Юный Феофраст давно привлекал внимание Аристотеля, восхищая его своим острым и быстрым умом, изяществом мысли, страстностью и стойкостью в спорах, прилежанием, с каким он участвовал в ежедневных трудах, будь то переписка рукописей древних, составление описей книгохранилищ или каталогов животного и растительного мира по свидетельствам купцов и мореплавателей, прибывающих из различных стран. К тому же Феофраст был красив, и это постоянно приковывало к нему взоры окружающих, ведь красота — самый великий дар мудрости. Сам мир, кажется, создай великим разумом по законам красоты… И еще одно обстоятельство заставляло Аристотеля выделять Феофраста среди других слушателей: Феофраст сам, случалось, подолгу не сводил глаз с Аристотеля, и взор его при этом выражал нескрываемое восхищение тем, что Аристотель говорил, чему учил. Одним словом, если Феофраст был любимым учеником Аристотеля, то Аристотель — любимым учителем Феофраста.

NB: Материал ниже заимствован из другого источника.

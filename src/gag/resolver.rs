//! Turns a [PostRecord] into a file on disk.
//!
//! Videos are tried before images. Within a kind the catalog variants are tried in
//! order and the first response that passes validation is written verbatim. A
//! post whose file already exists for its stem is reported as cached without any
//! network traffic.

use std::fmt;
use std::io;
use std::path::Path;

use reqwest::StatusCode;
use reqwest::blocking::Client;
use reqwest::header::CONTENT_TYPE;
use thiserror::Error;

use crate::gag::catalog::Catalog;
use crate::gag::error::GagResult;
use crate::gag::io::directory::DirectoryManager;
use crate::gag::io::{AppConfig, ConfigResult, Http, Validation};
use crate::gag::models::{DownloadOutcome, MediaKind, PostRecord};
use crate::gag::sanitize::CacheKey;

/// Transport-level failure of a single request.
#[derive(Error, Debug, Clone, PartialEq, Eq)]
pub enum FetchError {
    #[error("request timed out: {0}")]
    Timeout(String),

    #[error("connection failed: {0}")]
    Connection(String),

    #[error("transport error: {0}")]
    Transport(String),
}

impl From<reqwest::Error> for FetchError {
    fn from(e: reqwest::Error) -> Self {
        if e.is_timeout() {
            FetchError::Timeout(e.to_string())
        } else if e.is_connect() {
            FetchError::Connection(e.to_string())
        } else {
            FetchError::Transport(e.to_string())
        }
    }
}

/// What the resolver needs to know about a response.
#[derive(Debug, Clone, PartialEq, Eq)]
pub struct MediaResponse {
    pub status: u16,
    pub content_type: Option<String>,
    /// Empty unless the status is 200.
    pub body: Vec<u8>,
}

impl MediaResponse {
    pub fn is_ok(&self) -> bool {
        self.status == StatusCode::OK.as_u16()
    }

    /// Whether the `Content-Type` header announces video content.
    pub fn is_video(&self) -> bool {
        self.content_type
            .as_deref()
            .is_some_and(|value| value.trim().to_ascii_lowercase().starts_with("video/"))
    }
}

/// Performs a single GET for the resolver.
pub trait Fetcher {
    fn fetch(&self, url: &str) -> Result<MediaResponse, FetchError>;
}

impl<F: Fetcher + ?Sized> Fetcher for &F {
    fn fetch(&self, url: &str) -> Result<MediaResponse, FetchError> {
        (**self).fetch(url)
    }
}

/// [Fetcher] backed by a blocking reqwest client.
#[derive(Debug, Clone)]
pub struct HttpFetcher {
    client: Client,
}

impl HttpFetcher {
    /// Builds the client with the configured user agent and timeout.
    pub fn new(http: &Http) -> GagResult<Self> {
        let client = Client::builder()
            .user_agent(&http.user_agent)
            .timeout(http.timeout())
            .build()?;

        debug!("Initialized HTTP client with a {}s timeout", http.timeout().as_secs());
        Ok(Self { client })
    }
}

impl Fetcher for HttpFetcher {
    fn fetch(&self, url: &str) -> Result<MediaResponse, FetchError> {
        let response = self.client.get(url).send()?;
        let status = response.status();
        let content_type = response
            .headers()
            .get(CONTENT_TYPE)
            .and_then(|value| value.to_str().ok())
            .map(str::to_string);

        if status != StatusCode::OK {
            return Ok(MediaResponse {
                status: status.as_u16(),
                content_type,
                body: Vec::new(),
            });
        }

        let body = response.bytes()?.to_vec();
        Ok(MediaResponse {
            status: status.as_u16(),
            content_type,
            body,
        })
    }
}

/// Why a single variant did not produce a file.
#[derive(Debug)]
enum Miss {
    Status(u16),
    Rejected {
        content_type: Option<String>,
        len: usize,
    },
    Transport(FetchError),
    Write(io::Error),
}

impl fmt::Display for Miss {
    fn fmt(&self, f: &mut fmt::Formatter<'_>) -> fmt::Result {
        match self {
            Miss::Status(status) => write!(f, "HTTP status {}", status),
            Miss::Rejected { content_type, len } => write!(
                f,
                "rejected {} byte body with content type {}",
                len,
                content_type.as_deref().unwrap_or("<none>")
            ),
            Miss::Transport(e) => write!(f, "{}", e),
            Miss::Write(e) => write!(f, "unable to write file: {}", e),
        }
    }
}

/// Resolves posts to media files through a [Fetcher].
#[derive(Debug, Clone)]
pub struct Resolver<F> {
    fetcher: F,
    catalog: Catalog,
    min_video_bytes: usize,
    cache_key: CacheKey,
}

impl<F: Fetcher> Resolver<F> {
    /// Creates a resolver with the default size threshold and cache key.
    pub fn new(fetcher: F, catalog: Catalog) -> Self {
        Self {
            fetcher,
            catalog,
            min_video_bytes: Validation::default().min_video_bytes,
            cache_key: CacheKey::default(),
        }
    }

    /// Creates a resolver from the `[catalog]`, `[validation]` and `[cache]` sections.
    pub fn from_config(fetcher: F, config: &AppConfig) -> ConfigResult<Self> {
        Ok(Self::new(fetcher, config.catalog()?)
            .with_min_video_bytes(config.validation.min_video_bytes)
            .with_cache_key(config.cache.key))
    }

    pub fn with_min_video_bytes(mut self, min_video_bytes: usize) -> Self {
        self.min_video_bytes = min_video_bytes;
        self
    }

    pub fn with_cache_key(mut self, cache_key: CacheKey) -> Self {
        self.cache_key = cache_key;
        self
    }

    pub fn catalog(&self) -> &Catalog {
        &self.catalog
    }

    pub fn cache_key(&self) -> CacheKey {
        self.cache_key
    }

    /// Downloads `record` into the tree managed by `directories`.
    ///
    /// Never fails: every problem along the way becomes a miss for one variant, and
    /// a post with no remaining variants comes back as a failed outcome.
    pub fn resolve(&self, record: &PostRecord, directories: &DirectoryManager) -> DownloadOutcome {
        let stem = self.cache_key.stem(record);

        for kind in MediaKind::RESOLUTION_ORDER {
            if let Some(outcome) = self.resolve_kind(record, &stem, kind, directories) {
                return outcome;
            }
        }

        error!("Failed to download gag: {}", record.post_url());
        DownloadOutcome::failed(record.clone())
    }

    fn resolve_kind(
        &self,
        record: &PostRecord,
        stem: &str,
        kind: MediaKind,
        directories: &DirectoryManager,
    ) -> Option<DownloadOutcome> {
        let extensions = self.catalog.extensions(kind);
        if let Some(path) = directories.find_existing(kind, stem, &extensions) {
            info!("{} already downloaded: {}", kind, display_name(&path));
            return Some(DownloadOutcome::cached(record.clone(), kind, path));
        }

        for variant in self.catalog.variants(kind) {
            let url = self.catalog.url_for(record.id(), variant);
            let stored = self.attempt(&url, kind).and_then(|body| {
                directories
                    .store(kind, stem, &variant.extension, &body)
                    .map_err(Miss::Write)
            });

            match stored {
                Ok(path) => {
                    info!("{} downloaded as {}", kind, display_name(&path));
                    return Some(DownloadOutcome::downloaded(record.clone(), kind, path));
                }
                Err(miss @ Miss::Write(_)) => warn!("{} {}: {}", kind, url, miss),
                Err(miss) => debug!("{} {}: {}", kind, url, miss),
            }
        }

        None
    }

    /// Fetches one URL and checks that the response is usable for `kind`.
    fn attempt(&self, url: &str, kind: MediaKind) -> Result<Vec<u8>, Miss> {
        trace!("GET {}", url);
        let response = self.fetcher.fetch(url).map_err(Miss::Transport)?;

        if !response.is_ok() {
            return Err(Miss::Status(response.status));
        }

        // Error pages come back as 200 with a small HTML body.
        if kind == MediaKind::Video
            && !response.is_video()
            && response.body.len() < self.min_video_bytes
        {
            return Err(Miss::Rejected {
                content_type: response.content_type,
                len: response.body.len(),
            });
        }

        Ok(response.body)
    }
}

fn display_name(path: &Path) -> String {
    path.file_name()
        .map(|name| name.to_string_lossy().into_owned())
        .unwrap_or_else(|| path.display().to_string())
}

Они встретились на агоре, где оратор Демосфен произносил речь перед афинянами против македонского царя Филиппа. Аристотель увидел Феофраста в толпе, подошел к нему сзади и положил руку на его плечо. Феофраст вздрогнул, хотел было сбросить руку Аристотеля, но, увидев, кому она принадлежит, лишь сильнее прижал ее к своему плечу обеими руками.
— Что он говорит? — спросил Аристотель о Демосфене.
— Он говорит, что Филипп Македонский, усмиряя своих северных соседей, фракийцев и иллирийцев, создал могучую армию, победы которой опьяняют его, как опьяняет варвара неразбавленное вино; что, подчинив себе всех соседей, Филипп двинется на Фивы и Афины и превратит эллинов в жалких рабов…
Аристотель убрал с плеча юноши руку, сказал, не глядя на него:
— Демосфен — отличный оратор. Но афиняне плохие слушатели. Ты видишь, они шумят, болтают кто о чем, а Филипп кует тем временем новые мечи. Им следовало бы помнить хотя бы об этом, но они думают только о наслаждениях и собственных мелких выгодах. С таким народом Афины никогда не поднимутся до своего былого величия. И кто-то придет, чтобы покорить их. Хорошо, если только покорить, но не разрушить…
— Опасное пророчество, — сказал Феофраст.
— Да ведь и Демосфен говорит о том же. Послушай.
— Когда собирается буря, — стараясь перекричать беспечных афинян, говорил между тем Демосфен, — каждый тревожится, не тронет ли она его полей и нив. Сейчас же на нас надвигается нечто страшнее, чем буря! Что ж мы медлим предпринимать что-либо? Кто отвратит от нас грозящее зло? Кто, афиняне? Очнитесь! Взгляните, как Филипп шаг за шагом подходит к нам все ближе, — продолжал Демосфен. — Ни эллинские земли, ни земли варваров уже не насыщают его! А мы бездействуем, мы распадаемся, мы не придумываем, не решаем ничего для нашего спасения. Потом, возможно, мы схватимся за голову и будем кричать: «Кто мог бы подумать, что такое случится?» Пока корабль на воде, матросы и кормчий должны быть за делом. Но когда его уже увлечет поток, тогда напрасны все старания. Так и мы, граждане афинские. Пока мы стоим еще неколебимо, мы можем, мы должны быть готовы к борьбе. Тогда и союзники наши не напрасно будут искать в нас опору. Граждане! Нам предки наши завещали славное право: быть покровителями и защитниками слабых. Это право куплено кровью. Мы должны, ради чести нашего имени, свято хранить это право. Мы должны думать, как и чем защитить наших союзников и самих себя!